> To do
Quote, word for word, every line starting at the line that contains "use indoc_worker::TaskQueue;" and ending with the last line of the records; include both of these lines and no others.
------ Data records ------
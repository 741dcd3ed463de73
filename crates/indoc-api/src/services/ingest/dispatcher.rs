use async_trait::async_trait;
use indoc_core::models::{Priority, ProcessDocumentPayload, TaskType};
use indoc_core::AppError;
use indoc_worker::TaskQueue;
use uuid::Uuid;

use super::traits::ProcessingDispatcher;

/// Dispatches processing through the database-backed task queue.
#[derive(Clone)]
pub struct TaskQueueDispatcher {
    task_queue: TaskQueue,
}

impl TaskQueueDispatcher {
    pub fn new(task_queue: TaskQueue) -> Self {
        Self { task_queue }
    }
}

#[async_trait]
impl ProcessingDispatcher for TaskQueueDispatcher {
    async fn dispatch(&self, tenant_id: Uuid, document_id: Uuid) -> Result<Uuid, AppError> {
        let payload = serde_json::to_value(ProcessDocumentPayload { document_id })?;

        self.task_queue
            .submit_task(tenant_id, TaskType::ProcessDocument, payload, Priority::Normal)
            .await
            .map_err(|e| AppError::Dispatch(e.to_string()))
    }
}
------
> Output below
use indoc_worker::TaskQueue;
use uuid::Uuid;

use super::traits::ProcessingDispatcher;

/// Dispatches processing through the database-backed task queue.
#[derive(Clone)]
pub struct TaskQueueDispatcher {
    task_queue: TaskQueue,
}

impl TaskQueueDispatcher {
    pub fn new(task_queue: TaskQueue) -> Self {
        Self { task_queue }
    }
}

#[async_trait]
impl ProcessingDispatcher for TaskQueueDispatcher {
    async fn dispatch(&self, tenant_id: Uuid, document_id: Uuid) -> Result<Uuid, AppError> {
        let payload = serde_json::to_value(ProcessDocumentPayload { document_id })?;

        self.task_queue
            .submit_task(tenant_id, TaskType::ProcessDocument, payload, Priority::Normal)
            .await
            .map_err(|e| AppError::Dispatch(e.to_string()))
    }
}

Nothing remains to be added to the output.